I found your talk with Rich Juzwiak to be quite interesting (from my perspective of a straight older male). I have never heard such frank discussion of gay sex, and found it quite reveling in many ways. I was particularly struck with how you characterized the male gay attitude to be primarily masculine (and not necessarily gay at all). It is not something I have every really thought about, but I think you are right—the sort of “serial intimacy” you describe driven by testosterone and male orientation rings true to me, anyway. (You mention how it would be if straights were able to think of having sex with almost any woman they knew as a sort of natural and good thing, and how it would change things. Indeed.)
It made me think that perhaps male gay sexuality was more “natural” than the heterosexual male sexuality, in the sense that it seems truer to the kind of sexual drives a male naturally has!

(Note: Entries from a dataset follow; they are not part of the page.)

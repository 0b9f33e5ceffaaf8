//! Structural rewrites: affine lowering, device canonicalization, scf to cf

use crate::ir::{Attribute, Module, Operation};

use super::PassResult;

/// Default device for programs written without an explicit `aie.device`
const DEFAULT_DEVICE: &str = "xcvc1902";

/// Rename an op in place when its name is in `table`
fn rename_ops(module: &mut Module, table: &[(&str, &str)]) {
    for id in module.walk() {
        let op = module.op_mut(id);
        if let Some((_, to)) = table.iter().find(|(from, _)| op.name == *from) {
            op.name = to.to_string();
        }
    }
}

/// affine -> scf / memref
pub fn lower_affine(module: &mut Module) -> PassResult {
    rename_ops(
        module,
        &[
            ("affine.for", "scf.for"),
            ("affine.if", "scf.if"),
            ("affine.yield", "scf.yield"),
            ("affine.load", "memref.load"),
            ("affine.store", "memref.store"),
        ],
    );
    if let Some(id) = module.walk().into_iter().find(|&id| module.op(id).dialect() == "affine") {
        return Err(format!("cannot lower '{}'", module.op(id).name));
    }
    Ok(())
}

/// Wrap a device-less program in the default device
pub fn canonicalize_device(module: &mut Module) -> PassResult {
    if !module.devices().is_empty() {
        return Ok(());
    }
    let top: Vec<_> = module.body().to_vec();
    let device = module.insert_at(
        None,
        0,
        Operation::new("aie.device")
            .with_operand(Attribute::Ident(DEFAULT_DEVICE.to_string()))
            .with_region(),
    );
    for id in top {
        module.move_to(id, Some(device));
    }
    Ok(())
}

/// Structured control flow to its unstructured form
pub fn convert_scf_to_cf(module: &mut Module) -> PassResult {
    for id in module.find_all("scf.yield") {
        module.erase(id);
    }
    for id in module.walk() {
        let op = module.op_mut(id);
        match op.name.as_str() {
            "scf.for" => {
                if op.operands.len() != 3 {
                    return Err(format!(
                        "scf.for expects (lower, upper, step), got {} operands",
                        op.operands.len()
                    ));
                }
                op.name = "cf.loop".to_string();
            }
            "scf.if" => op.name = "cf.cond".to_string(),
            _ => {}
        }
    }
    Ok(())
}

#[cfg(test)]
mod tests {
    use super::*;
    use crate::parser::parse_module;

    #[test]
    fn test_lower_affine_renames() {
        let mut module =
            parse_module("affine.for(0, 4, 1) { affine.load(0) affine.yield }").unwrap();
        lower_affine(&mut module).unwrap();
        let names: Vec<_> = module
            .walk()
            .into_iter()
            .map(|id| module.op(id).name.clone())
            .collect();
        assert_eq!(names, vec!["scf.for", "memref.load", "scf.yield"]);
    }

    #[test]
    fn test_lower_affine_rejects_unknown() {
        let mut module = parse_module("affine.apply(1)").unwrap();
        assert!(lower_affine(&mut module).is_err());
    }

    #[test]
    fn test_canonicalize_wraps_top_level() {
        let mut module = parse_module("%t = aie.tile(1, 3)\naie.end").unwrap();
        canonicalize_device(&mut module).unwrap();
        let devices = module.devices();
        assert_eq!(devices.len(), 1);
        assert_eq!(module.body().len(), 1);
        assert_eq!(module.children(Some(devices[0])).len(), 2);
        assert_eq!(module.op(devices[0]).operand_str(0), Some("xcvc1902"));
    }

    #[test]
    fn test_canonicalize_keeps_existing_device() {
        let mut module = parse_module("aie.device(ipu) { aie.end }").unwrap();
        let before = module.clone();
        canonicalize_device(&mut module).unwrap();
        assert_eq!(module, before);
    }

    #[test]
    fn test_scf_to_cf() {
        let mut module = parse_module("scf.for(0, 4, 1) { scf.yield }").unwrap();
        convert_scf_to_cf(&mut module).unwrap();
        let id = module.body()[0];
        assert_eq!(module.op(id).name, "cf.loop");
        assert!(module.children(Some(id)).is_empty());
    }

    #[test]
    fn test_scf_for_arity() {
        let mut module = parse_module("scf.for(0, 4) { }").unwrap();
        assert!(convert_scf_to_cf(&mut module).is_err());
    }
}
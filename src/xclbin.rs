//! XCLBIN packaging metadata
//!
//! `xclbinutil` takes its kernel signature, memory topology and AIE partition
//! as JSON documents. All three are written next to the other artifacts and
//! the tool is then run through the regular runner. The partition document
//! points at the committed device configuration.

use std::path::{Path, PathBuf};

use serde::Serialize;
use serde_json::json;

use crate::artifact::{emit_artifact, Artifact, ArtifactKind};
use crate::error::CompileResult;
use crate::ir::Module;
use crate::runner::ToolRunner;

/// Names and IDs identifying the kernel inside the xclbin
#[derive(Debug, Clone, PartialEq, Eq)]
pub struct XclbinSpec {
    pub kernel_name: String,
    pub instance_name: String,
    pub kernel_id: String,
    /// Host buffers passed to the runtime sequence
    pub buffer_args: usize,
    /// Array columns the design occupies
    pub column_width: usize,
}

impl XclbinSpec {
    /// One buffer per `arg_idx` referenced by the runtime sequence
    pub fn buffer_args_of(module: &Module) -> usize {
        module
            .find_all("aiex.ipu.dma_memcpy_nd")
            .into_iter()
            .filter_map(|id| module.op(id).int_attr("arg_idx"))
            .map(|idx| idx.max(0) as usize + 1)
            .max()
            .unwrap_or(1)
    }

    /// Columns up to and including the rightmost placed tile
    pub fn column_width_of(module: &Module) -> usize {
        module
            .find_all("aie.tile")
            .into_iter()
            .filter_map(|id| module.op(id).operand_int(0))
            .map(|col| col.max(0) as usize + 1)
            .max()
            .unwrap_or(1)
    }
}

#[derive(Debug, Serialize)]
struct KernelArgument {
    name: String,
    #[serde(rename = "memory-connection", skip_serializing_if = "Option::is_none")]
    memory_connection: Option<&'static str>,
    #[serde(rename = "address-qualifier")]
    address_qualifier: &'static str,
    #[serde(rename = "type")]
    ty: &'static str,
    offset: String,
}

#[derive(Debug, Serialize)]
struct KernelInstance {
    name: String,
}

#[derive(Debug, Serialize)]
struct ExtendedData {
    subtype: &'static str,
    functional: &'static str,
    dpu_kernel_id: String,
}

#[derive(Debug, Serialize)]
struct Kernel {
    name: String,
    #[serde(rename = "type")]
    ty: &'static str,
    #[serde(rename = "extended-data")]
    extended_data: ExtendedData,
    arguments: Vec<KernelArgument>,
    instances: Vec<KernelInstance>,
}

fn kernel(spec: &XclbinSpec) -> Kernel {
    let mut arguments = vec![
        KernelArgument {
            name: "instr".to_string(),
            memory_connection: Some("SRAM"),
            address_qualifier: "GLOBAL",
            ty: "char *",
            offset: "0x00".to_string(),
        },
        KernelArgument {
            name: "ninstr".to_string(),
            memory_connection: None,
            address_qualifier: "SCALAR",
            ty: "uint64_t",
            offset: "0x08".to_string(),
        },
    ];
    for i in 0..spec.buffer_args {
        arguments.push(KernelArgument {
            name: format!("bo{}", i),
            memory_connection: Some("HOST"),
            address_qualifier: "GLOBAL",
            ty: "void*",
            offset: format!("{:#04x}", 0x10 + i * 8),
        });
    }
    Kernel {
        name: spec.kernel_name.clone(),
        ty: "dpu",
        extended_data: ExtendedData {
            subtype: "DPU",
            functional: "0",
            dpu_kernel_id: spec.kernel_id.clone(),
        },
        arguments,
        instances: vec![KernelInstance {
            name: spec.instance_name.clone(),
        }],
    }
}

/// `kernels.json` contents
pub fn kernels_json(spec: &XclbinSpec) -> CompileResult<String> {
    let document = json!({ "ps-kernels": { "kernels": [kernel(spec)] } });
    Ok(serde_json::to_string_pretty(&document)?)
}

/// `mem_topology.json` contents
pub fn mem_topology_json() -> CompileResult<String> {
    let document = json!({
        "mem_topology": {
            "m_count": "2",
            "m_mem_data": [
                {
                    "m_type": "MEM_DRAM",
                    "m_used": "1",
                    "m_sizeKB": "0x10000",
                    "m_tag": "HOST",
                    "m_base_address": "0x4000000"
                },
                {
                    "m_type": "MEM_DRAM",
                    "m_used": "1",
                    "m_sizeKB": "0xc000",
                    "m_tag": "SRAM",
                    "m_base_address": "0x4000000"
                }
            ]
        }
    });
    Ok(serde_json::to_string_pretty(&document)?)
}

/// `aie_partition.json` contents, with `device_config` as the partition image
pub fn aie_partition_json(spec: &XclbinSpec, device_config: &Path) -> CompileResult<String> {
    let document = json!({
        "aie_partition": {
            "name": "QoS",
            "operations_per_cycle": "2048",
            "inference_fingerprint": "23423",
            "pre_post_fingerprint": "12345",
            "partition": {
                "column_width": spec.column_width,
                "start_columns": [1]
            },
            "PDIs": [
                {
                    "uuid": "00000000-0000-0000-0000-000000000001",
                    "file_name": device_config.display().to_string(),
                    "cdo_groups": [
                        {
                            "name": "DPU",
                            "type": "PRIMARY",
                            "pdi_id": "0x01",
                            "dpu_kernel_ids": [spec.kernel_id],
                            "pre_cdo_groups": ["0xC1"]
                        }
                    ]
                }
            ]
        }
    });
    Ok(serde_json::to_string_pretty(&document)?)
}

/// Write the metadata, then bundle it and `device_config` into `output`
/// with `xclbinutil`
pub fn package(
    spec: &XclbinSpec,
    device_config: &Path,
    work_dir: &Path,
    output: &Path,
    runner: &mut ToolRunner,
) -> CompileResult<Vec<Artifact>> {
    let kernels_path = work_dir.join("kernels.json");
    let topology_path = work_dir.join("mem_topology.json");
    let partition_path = work_dir.join("aie_partition.json");
    let mut artifacts = vec![
        emit_artifact(&kernels_path, ArtifactKind::KernelMetadata, || kernels_json(spec))?,
        emit_artifact(&topology_path, ArtifactKind::KernelMetadata, mem_topology_json)?,
        emit_artifact(&partition_path, ArtifactKind::KernelMetadata, || {
            aie_partition_json(spec, device_config)
        })?,
    ];

    let args = vec![
        "--add-replace-section".to_string(),
        format!("MEM_TOPOLOGY:JSON:{}", topology_path.display()),
        "--add-kernel".to_string(),
        kernels_path.display().to_string(),
        "--add-replace-section".to_string(),
        format!("AIE_PARTITION:JSON:{}", partition_path.display()),
        "--force".to_string(),
        "--output".to_string(),
        output.display().to_string(),
    ];
    runner.run_checked("xclbinutil", &args)?;
    if !runner.is_dry_run() {
        artifacts.push(Artifact::new(ArtifactKind::Xclbin, PathBuf::from(output)));
    }
    Ok(artifacts)
}

#[cfg(test)]
mod tests {
    use super::*;
    use crate::parser::parse_module;
    use crate::toolchain::Toolchain;
    use std::fs;
    use tempfile::tempdir;

    fn spec() -> XclbinSpec {
        XclbinSpec {
            kernel_name: "MLIR_AIE".to_string(),
            instance_name: "MLIRAIE".to_string(),
            kernel_id: "0x901".to_string(),
            buffer_args: 2,
            column_width: 2,
        }
    }

    #[test]
    fn test_kernels_json_shape() {
        let text = kernels_json(&spec()).unwrap();
        let value: serde_json::Value = serde_json::from_str(&text).unwrap();
        let kernel = &value["ps-kernels"]["kernels"][0];
        assert_eq!(kernel["name"], "MLIR_AIE");
        assert_eq!(kernel["extended-data"]["dpu_kernel_id"], "0x901");
        assert_eq!(kernel["instances"][0]["name"], "MLIRAIE");
        let args = kernel["arguments"].as_array().unwrap();
        assert_eq!(args.len(), 4);
        assert_eq!(args[3]["name"], "bo1");
        assert_eq!(args[3]["offset"], "0x18");
        assert!(args[1].get("memory-connection").is_none());
    }

    #[test]
    fn test_buffer_args_from_sequence() {
        let module = parse_module(
            "func.func(@s) {
               aiex.ipu.dma_memcpy_nd(@a) {arg_idx = 0}
               aiex.ipu.dma_memcpy_nd(@b) {arg_idx = 2}
             }",
        )
        .unwrap();
        assert_eq!(XclbinSpec::buffer_args_of(&module), 3);
        assert_eq!(XclbinSpec::buffer_args_of(&Module::new()), 1);
    }

    #[test]
    fn test_partition_points_at_device_config() {
        let text = aie_partition_json(&spec(), Path::new("/work/aie_control.cpp")).unwrap();
        let value: serde_json::Value = serde_json::from_str(&text).unwrap();
        let partition = &value["aie_partition"];
        assert_eq!(partition["partition"]["column_width"], 2);
        assert_eq!(partition["PDIs"][0]["file_name"], "/work/aie_control.cpp");
        assert_eq!(partition["PDIs"][0]["cdo_groups"][0]["dpu_kernel_ids"][0], "0x901");
    }

    #[test]
    fn test_column_width_from_tiles() {
        let module = parse_module(
            "aie.device(ipu) { %a = aie.tile(0, 2) %b = aie.tile(3, 2) }",
        )
        .unwrap();
        assert_eq!(XclbinSpec::column_width_of(&module), 4);
    }

    #[test]
    fn test_package_dry_run() {
        let dir = tempdir().unwrap();
        let mut runner = ToolRunner::new(Toolchain::default(), false, true);
        let config = dir.path().join("aie_control.cpp");
        let output = dir.path().join("final.xclbin");
        let artifacts = package(&spec(), &config, dir.path(), &output, &mut runner).unwrap();

        assert_eq!(artifacts.len(), 3);
        assert!(dir.path().join("kernels.json").exists());
        let partition = fs::read_to_string(dir.path().join("aie_partition.json")).unwrap();
        assert!(partition.contains(&config.display().to_string()));

        let invocation = &runner.invocations()[0];
        assert_eq!(invocation.program, "xclbinutil");
        let partition_section = format!(
            "AIE_PARTITION:JSON:{}",
            dir.path().join("aie_partition.json").display()
        );
        assert!(invocation.args.contains(&partition_section));
        assert!(!output.exists());
    }
}
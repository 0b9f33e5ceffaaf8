//! Device models and tile geometry for the AIE array
//!
//! These mirror the handful of device families the driver knows about.
//! Unknown device names are kept verbatim so target validation can report
//! them.

use serde::{Deserialize, Serialize};

use crate::ir::{Module, OpId};

/// Tile coordinate: (column, row)
pub type TileLoc = (i64, i64);

/// AIE architecture generation
#[derive(Debug, Clone, Copy, PartialEq, Eq, Serialize, Deserialize)]
pub enum AieArch {
    Aie1,
    Aie2,
}

/// A device family the program is placed on
#[derive(Debug, Clone, PartialEq, Eq, Serialize, Deserialize)]
pub struct DeviceModel {
    pub name: String,
    pub arch: Option<AieArch>,
    pub columns: i64,
    pub rows: i64,
    /// Rows holding memory tiles (AIE2 only)
    pub mem_tile_rows: Vec<i64>,
}

impl DeviceModel {
    pub fn lookup(name: &str) -> Self {
        let (arch, columns, rows, mem_tile_rows) = match name {
            "xcvc1902" => (Some(AieArch::Aie1), 50, 9, vec![]),
            "xcve2302" => (Some(AieArch::Aie2), 17, 4, vec![1]),
            "xcve2802" => (Some(AieArch::Aie2), 38, 11, vec![1, 2]),
            "ipu" => (Some(AieArch::Aie2), 5, 6, vec![1]),
            _ => (None, 0, 0, vec![]),
        };
        Self {
            name: name.to_string(),
            arch,
            columns,
            rows,
            mem_tile_rows,
        }
    }

    /// Device model of a `aie.device` op
    pub fn of_device(module: &Module, device: OpId) -> Self {
        Self::lookup(module.op(device).operand_str(0).unwrap_or(""))
    }

    /// Target architecture descriptor
    pub fn target_arch(&self) -> String {
        match self.arch {
            Some(AieArch::Aie1) => "AIE".to_string(),
            Some(AieArch::Aie2) => "AIE2".to_string(),
            None => self.name.to_uppercase(),
        }
    }

    pub fn is_shim(&self, row: i64) -> bool {
        row == 0
    }

    pub fn is_mem_tile(&self, row: i64) -> bool {
        self.mem_tile_rows.contains(&row)
    }

    pub fn contains(&self, loc: TileLoc) -> bool {
        self.arch.is_none()
            || (loc.0 >= 0 && loc.0 < self.columns && loc.1 >= 0 && loc.1 < self.rows)
    }

    pub fn lock_count(&self, row: i64) -> usize {
        if self.is_mem_tile(row) {
            64
        } else {
            16
        }
    }

    /// Bytes of data memory addressable on a tile
    pub fn data_memory_size(&self, row: i64) -> i64 {
        match self.arch {
            Some(AieArch::Aie2) if self.is_mem_tile(row) => 512 * 1024,
            Some(AieArch::Aie2) => 64 * 1024,
            _ => 32 * 1024,
        }
    }

    /// Bytes reserved for the core stack at the bottom of data memory
    pub fn stack_size(&self) -> i64 {
        0x400
    }

    /// Intrinsic names used when lowering lock operations
    pub fn lock_intrinsics(&self) -> (&'static str, &'static str) {
        match self.arch {
            Some(AieArch::Aie2) => ("llvm.aie2.acquire", "llvm.aie2.release"),
            _ => ("llvm.aie.lock.acquire.reg", "llvm.aie.lock.release.reg"),
        }
    }
}

/// Coordinates of the `aie.tile` op defining `%value`
pub fn tile_loc(module: &Module, value: &str) -> Option<TileLoc> {
    let op = module.op(module.defining_op(value)?);
    if !op.is("aie.tile") {
        return None;
    }
    Some((op.operand_int(0)?, op.operand_int(1)?))
}

/// Tile coordinates of an op's first operand (tile, lock, buffer or core)
pub fn owning_tile(module: &Module, id: OpId) -> Option<TileLoc> {
    let value = module.op(id).operand_value(0)?;
    let def = module.op(module.defining_op(value)?);
    if def.is("aie.tile") {
        Some((def.operand_int(0)?, def.operand_int(1)?))
    } else {
        let inner = def.operand_value(0)?;
        tile_loc(module, inner)
    }
}

/// Name of the `aie.core` function for a tile
pub fn core_symbol(loc: TileLoc) -> String {
    format!("core_{}_{}", loc.0, loc.1)
}

#[cfg(test)]
mod tests {
    use super::*;

    #[test]
    fn test_known_device_arch() {
        assert_eq!(DeviceModel::lookup("xcvc1902").target_arch(), "AIE");
        assert_eq!(DeviceModel::lookup("ipu").target_arch(), "AIE2");
    }

    #[test]
    fn test_unknown_device_reports_name() {
        let model = DeviceModel::lookup("xyz1");
        assert_eq!(model.arch, None);
        assert_eq!(model.target_arch(), "XYZ1");
    }

    #[test]
    fn test_memory_limits() {
        let ipu = DeviceModel::lookup("ipu");
        assert_eq!(ipu.data_memory_size(2), 64 * 1024);
        assert_eq!(ipu.data_memory_size(1), 512 * 1024);
        assert_eq!(ipu.lock_count(1), 64);
        assert_eq!(DeviceModel::lookup("xcvc1902").data_memory_size(3), 32 * 1024);
    }
}
//! Host program compilation against the generated glue

use std::path::{Path, PathBuf};

use crate::error::CompileResult;
use crate::runner::ToolRunner;

/// Host `clang++` invocation, assembled from the driver configuration
#[derive(Debug, Clone)]
pub struct HostBuild {
    host_target: String,
    sysroot: Option<PathBuf>,
    install_dir: PathBuf,
    aietools_root: Option<PathBuf>,
    work_dir: PathBuf,
    target_arch: String,
    host_args: Vec<String>,
}

impl HostBuild {
    pub fn new(
        host_target: impl Into<String>,
        install_dir: impl Into<PathBuf>,
        work_dir: impl Into<PathBuf>,
    ) -> Self {
        Self {
            host_target: host_target.into(),
            sysroot: None,
            install_dir: install_dir.into(),
            aietools_root: None,
            work_dir: work_dir.into(),
            target_arch: String::new(),
            host_args: Vec::new(),
        }
    }

    pub fn sysroot(mut self, sysroot: Option<&Path>) -> Self {
        self.sysroot = sysroot.map(Path::to_path_buf);
        self
    }

    pub fn aietools(mut self, root: Option<&Path>) -> Self {
        self.aietools_root = root.map(Path::to_path_buf);
        self
    }

    pub fn target_arch(mut self, arch: impl Into<String>) -> Self {
        self.target_arch = arch.into();
        self
    }

    pub fn host_args(mut self, args: &[String]) -> Self {
        self.host_args = args.to_vec();
        self
    }

    /// `<install>/runtime_lib/<arch prefix>`
    fn runtime_dir(&self) -> PathBuf {
        let prefix = self
            .host_target
            .split_once('-')
            .map_or(self.host_target.as_str(), |(arch, _)| arch);
        self.install_dir.join("runtime_lib").join(prefix)
    }

    pub fn clang_args(&self) -> Vec<String> {
        let mut args = vec!["-std=c++11".to_string()];
        if !self.host_target.is_empty() {
            args.push(format!("--target={}", self.host_target));
        }
        if let Some(sysroot) = &self.sysroot {
            args.push(format!("--sysroot={}", sysroot.display()));
            // This sysroot ships lib/gcc without the matching include/gcc
            if self.host_target == "aarch64-linux-gnu" {
                args.push(format!("--gcc-toolchain={}", sysroot.join("usr").display()));
            }
        }

        let runtime = self.runtime_dir();
        args.push(
            runtime
                .join("test_lib")
                .join("lib")
                .join("libmemory_allocator_ion.a")
                .display()
                .to_string(),
        );
        args.push(format!("-I{}", runtime.join("xaiengine").join("include").display()));
        args.push(format!("-L{}", runtime.join("xaiengine").join("lib").display()));
        if let Some(aietools) = &self.aietools_root {
            args.push(format!("-L{}", aietools.join("lib").join("lnx64.so").display()));
        }
        args.push(format!("-I{}", self.work_dir.display()));
        args.push("-fuse-ld=lld".to_string());
        args.push("-lm".to_string());
        args.push("-lxaiengine".to_string());
        args.push(if self.target_arch == "AIE2" {
            "-D__AIEARCH__=20".to_string()
        } else {
            "-D__AIEARCH__=10".to_string()
        });
        args.extend(self.host_args.iter().cloned());
        args
    }

    /// Compile and link the host program; a no-op without host arguments
    pub fn run(&self, runner: &mut ToolRunner) -> CompileResult<bool> {
        if self.host_args.is_empty() {
            log::debug!("no host arguments, skipping host compilation");
            return Ok(false);
        }
        runner.run_checked("clang++", &self.clang_args())?;
        Ok(true)
    }
}

#[cfg(test)]
mod tests {
    use super::*;
    use crate::toolchain::Toolchain;
    use pretty_assertions::assert_eq;

    fn build(target: &str) -> HostBuild {
        HostBuild::new(target, "/opt/aie", "/work/prj")
            .target_arch("AIE2")
            .host_args(&["test.cpp".to_string(), "-o".to_string(), "test.elf".to_string()])
    }

    #[test]
    fn test_clang_args_order() {
        let args = build("x86_64-linux-gnu")
            .sysroot(Some(Path::new("/sysroot")))
            .aietools(Some(Path::new("/vitis/aietools")))
            .clang_args();
        assert_eq!(
            args,
            vec![
                "-std=c++11",
                "--target=x86_64-linux-gnu",
                "--sysroot=/sysroot",
                "/opt/aie/runtime_lib/x86_64/test_lib/lib/libmemory_allocator_ion.a",
                "-I/opt/aie/runtime_lib/x86_64/xaiengine/include",
                "-L/opt/aie/runtime_lib/x86_64/xaiengine/lib",
                "-L/vitis/aietools/lib/lnx64.so",
                "-I/work/prj",
                "-fuse-ld=lld",
                "-lm",
                "-lxaiengine",
                "-D__AIEARCH__=20",
                "test.cpp",
                "-o",
                "test.elf",
            ]
        );
    }

    #[test]
    fn test_aarch64_gets_gcc_toolchain() {
        let args = build("aarch64-linux-gnu")
            .sysroot(Some(Path::new("/sysroot")))
            .target_arch("AIE")
            .clang_args();
        assert_eq!(args[3], "--gcc-toolchain=/sysroot/usr");
        assert!(args.contains(&"-D__AIEARCH__=10".to_string()));
        assert!(args.contains(&"-I/opt/aie/runtime_lib/aarch64/xaiengine/include".to_string()));
    }

    #[test]
    fn test_skipped_without_host_args() {
        let mut runner = ToolRunner::new(Toolchain::default(), false, true);
        let ran = HostBuild::new("x86_64-linux-gnu", "/opt/aie", "/work")
            .run(&mut runner)
            .unwrap();
        assert!(!ran);
        assert!(runner.invocations().is_empty());
    }

    #[test]
    fn test_dry_run_records_clang() {
        let mut runner = ToolRunner::new(Toolchain::default(), false, true);
        assert!(build("x86_64-linux-gnu").run(&mut runner).unwrap());
        assert_eq!(runner.invocations()[0].program, "clang++");
    }
}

That made me laugh! I can almost imagine some argument (put in appropriately Thomistic form) for this new truth about the “laws of nature”. Certainly the kind of brotherhood you describe seems a great natural good, anyway, and one I can only envy (being, alas, “unnaturally” and firmly fixated on the female of the species).
Another dissents by quoting me:
“We actually talk about the sexual adventurism of gay men – a subculture where no women restrain sexual desire – as an often wonderful thing…” Sorry, but this is pretty offensive to women – and to straight men. As if a woman’s primary role in a hetero relationship is to act as some kind of walking, talking saltpeter. And the men just glumly sit and take it. The subsequent sentence is a better expression of your point -“There may be a measure of mutual respect, friendship, democracy and brotherhood in a sexually liberated gay male world – that is perhaps unavailable to heterosexuals” – but really guys, don’t knock it till you’ve tried it!
Another makes a crucial point:
As a straight man, I have to say: We did it to ourselves. If women restrain sexual desire – and that’s probably fair – it’s because men have shamed them (or much worse) when they didn’t.